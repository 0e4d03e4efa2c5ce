//! Gate configuration.

use std::time::Duration;

use balagate_core::Config;

/// Default per-call timeout for the identity and ownership services.
const DEFAULT_BACKEND_TIMEOUT_SECS: u64 = 5;
/// Default lifetime of the flash message cookie.
const DEFAULT_MESSAGE_MAX_AGE_SECS: u64 = 5;

/// Settings the gate needs at decision time.
#[derive(Debug, Clone, PartialEq, Eq)]
pub struct GateConfig {
    /// Cookie carrying the session token.
    pub cookie_name: String,
    /// Flash cookie carrying the redirect reason.
    pub message_cookie: String,
    /// Lifetime of the flash cookie.
    pub message_max_age: Duration,
    /// Sign-in page.
    pub sign_in: String,
    /// Landing page for authenticated users.
    pub landing: String,
    /// Resource list page for failed ownership checks.
    pub resource_list: String,
    /// Upper bound for each identity or ownership call.
    pub backend_timeout: Duration,
}

impl Default for GateConfig {
    fn default() -> Self {
        Self {
            cookie_name: "access_token".to_string(),
            message_cookie: "auth_message".to_string(),
            message_max_age: Duration::from_secs(DEFAULT_MESSAGE_MAX_AGE_SECS),
            sign_in: "/auth".to_string(),
            landing: "/courses".to_string(),
            resource_list: "/courses".to_string(),
            backend_timeout: Duration::from_secs(DEFAULT_BACKEND_TIMEOUT_SECS),
        }
    }
}

impl GateConfig {
    /// Create a new gate config builder.
    #[must_use]
    pub fn builder() -> GateConfigBuilder {
        GateConfigBuilder::default()
    }

    /// Derive the gate settings from the application config.
    #[must_use]
    pub fn from_config(config: &Config) -> Self {
        Self {
            cookie_name: config.session.cookie_name.clone(),
            message_cookie: config.session.message_cookie.clone(),
            message_max_age: Duration::from_secs(config.session.message_max_age_secs),
            sign_in: config.redirects.sign_in.clone(),
            landing: config.redirects.landing.clone(),
            resource_list: config.redirects.resource_list.clone(),
            backend_timeout: config.backend.timeout(),
        }
    }
}

/// Builder for `GateConfig`.
#[derive(Debug, Default)]
pub struct GateConfigBuilder {
    config: GateConfig,
}

impl GateConfigBuilder {
    /// Set the session cookie name.
    #[must_use]
    pub fn cookie_name(mut self, name: impl Into<String>) -> Self {
        self.config.cookie_name = name.into();
        self
    }

    /// Set the flash message cookie name.
    #[must_use]
    pub fn message_cookie(mut self, name: impl Into<String>) -> Self {
        self.config.message_cookie = name.into();
        self
    }

    /// Set the sign-in page.
    #[must_use]
    pub fn sign_in(mut self, path: impl Into<String>) -> Self {
        self.config.sign_in = path.into();
        self
    }

    /// Set the landing page.
    #[must_use]
    pub fn landing(mut self, path: impl Into<String>) -> Self {
        self.config.landing = path.into();
        self
    }

    /// Set the resource list page.
    #[must_use]
    pub fn resource_list(mut self, path: impl Into<String>) -> Self {
        self.config.resource_list = path.into();
        self
    }

    /// Set the per-call backend timeout.
    #[must_use]
    pub const fn backend_timeout(mut self, timeout: Duration) -> Self {
        self.config.backend_timeout = timeout;
        self
    }

    /// Build the config.
    #[must_use]
    pub fn build(self) -> GateConfig {
        self.config
    }
}

#[cfg(test)]
mod tests {
    use super::*;

    #[test]
    fn test_default_matches_app_config() {
        assert_eq!(GateConfig::default(), GateConfig::from_config(&Config::default()));
    }

    #[test]
    fn test_from_config() {
        let mut config = Config::default();
        config.redirects.landing = "/profile".to_string();
        config.backend.timeout_secs = 2;

        let gate = GateConfig::from_config(&config);
        assert_eq!(gate.landing, "/profile");
        assert_eq!(gate.backend_timeout, Duration::from_secs(2));
    }

    #[test]
    fn test_builder() {
        let config = GateConfig::builder()
            .sign_in("/login")
            .backend_timeout(Duration::from_millis(250))
            .build();

        assert_eq!(config.sign_in, "/login");
        assert_eq!(config.backend_timeout, Duration::from_millis(250));
        assert_eq!(config.cookie_name, "access_token");
    }
}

▶ _Required work_: Given the data above, transcribe exactly the lines from the one containing "self.config.resource_list = path.into();" down to the one containing "let gate = GateConfig::from_config(&config);", and no others.

▶ _Answer section_:
        self.config.resource_list = path.into();
        self
    }

    /// Set the per-call backend timeout.
    #[must_use]
    pub const fn backend_timeout(mut self, timeout: Duration) -> Self {
        self.config.backend_timeout = timeout;
        self
    }

    /// Build the config.
    #[must_use]
    pub fn build(self) -> GateConfig {
        self.config
    }
}

#[cfg(test)]
mod tests {
    use super::*;

    #[test]
    fn test_default_matches_app_config() {
        assert_eq!(GateConfig::default(), GateConfig::from_config(&Config::default()));
    }

    #[test]
    fn test_from_config() {
        let mut config = Config::default();
        config.redirects.landing = "/profile".to_string();
        config.backend.timeout_secs = 2;

        let gate = GateConfig::from_config(&config);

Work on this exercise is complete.